**Exercise**
Please filter the data below down to the lines holding the string "DateTime".

(Saved data entries)
▼

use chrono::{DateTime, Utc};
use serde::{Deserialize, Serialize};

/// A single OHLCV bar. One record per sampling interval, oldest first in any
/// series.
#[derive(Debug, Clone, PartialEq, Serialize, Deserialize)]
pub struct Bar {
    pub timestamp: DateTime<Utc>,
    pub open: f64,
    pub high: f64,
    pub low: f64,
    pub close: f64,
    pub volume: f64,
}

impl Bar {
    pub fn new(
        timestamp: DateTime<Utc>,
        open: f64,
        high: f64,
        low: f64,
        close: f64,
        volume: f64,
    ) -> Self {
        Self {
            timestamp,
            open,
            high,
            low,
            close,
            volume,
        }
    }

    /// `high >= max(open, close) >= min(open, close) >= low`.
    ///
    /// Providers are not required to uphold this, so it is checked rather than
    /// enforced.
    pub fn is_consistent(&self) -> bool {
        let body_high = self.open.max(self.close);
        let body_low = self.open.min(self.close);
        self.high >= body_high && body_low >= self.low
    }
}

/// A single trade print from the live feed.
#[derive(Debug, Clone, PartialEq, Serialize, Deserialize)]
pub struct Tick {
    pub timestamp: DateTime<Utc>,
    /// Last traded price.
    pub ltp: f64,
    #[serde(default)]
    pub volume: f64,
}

▲
▼

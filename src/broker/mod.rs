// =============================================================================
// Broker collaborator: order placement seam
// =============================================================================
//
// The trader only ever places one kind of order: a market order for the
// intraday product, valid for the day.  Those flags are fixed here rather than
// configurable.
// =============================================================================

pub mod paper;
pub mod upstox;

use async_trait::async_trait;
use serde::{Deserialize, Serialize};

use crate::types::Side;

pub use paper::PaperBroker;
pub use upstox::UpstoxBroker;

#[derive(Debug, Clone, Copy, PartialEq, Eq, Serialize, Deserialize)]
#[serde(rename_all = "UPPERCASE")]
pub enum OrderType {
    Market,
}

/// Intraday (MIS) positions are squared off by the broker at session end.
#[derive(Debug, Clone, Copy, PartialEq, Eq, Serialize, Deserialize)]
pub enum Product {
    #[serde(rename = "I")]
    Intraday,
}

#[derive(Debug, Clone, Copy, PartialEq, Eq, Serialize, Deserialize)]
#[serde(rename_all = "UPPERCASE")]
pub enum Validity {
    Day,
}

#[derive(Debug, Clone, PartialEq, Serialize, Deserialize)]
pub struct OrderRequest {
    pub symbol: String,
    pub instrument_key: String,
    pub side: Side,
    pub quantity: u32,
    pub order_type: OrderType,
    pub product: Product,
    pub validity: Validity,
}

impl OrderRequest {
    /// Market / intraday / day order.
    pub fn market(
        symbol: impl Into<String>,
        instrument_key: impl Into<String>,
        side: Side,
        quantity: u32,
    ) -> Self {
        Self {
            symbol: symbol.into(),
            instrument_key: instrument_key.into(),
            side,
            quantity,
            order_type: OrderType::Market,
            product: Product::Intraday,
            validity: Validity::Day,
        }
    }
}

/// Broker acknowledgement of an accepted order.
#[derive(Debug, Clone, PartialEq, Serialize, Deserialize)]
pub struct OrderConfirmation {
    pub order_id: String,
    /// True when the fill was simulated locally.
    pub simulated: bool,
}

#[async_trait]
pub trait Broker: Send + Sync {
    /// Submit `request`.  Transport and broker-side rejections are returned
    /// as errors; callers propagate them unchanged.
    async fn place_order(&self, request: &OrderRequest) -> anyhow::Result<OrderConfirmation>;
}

▲

**Solved exercise**
use chrono::{DateTime, Utc};
    pub timestamp: DateTime<Utc>,
        timestamp: DateTime<Utc>,
    pub timestamp: DateTime<Utc>,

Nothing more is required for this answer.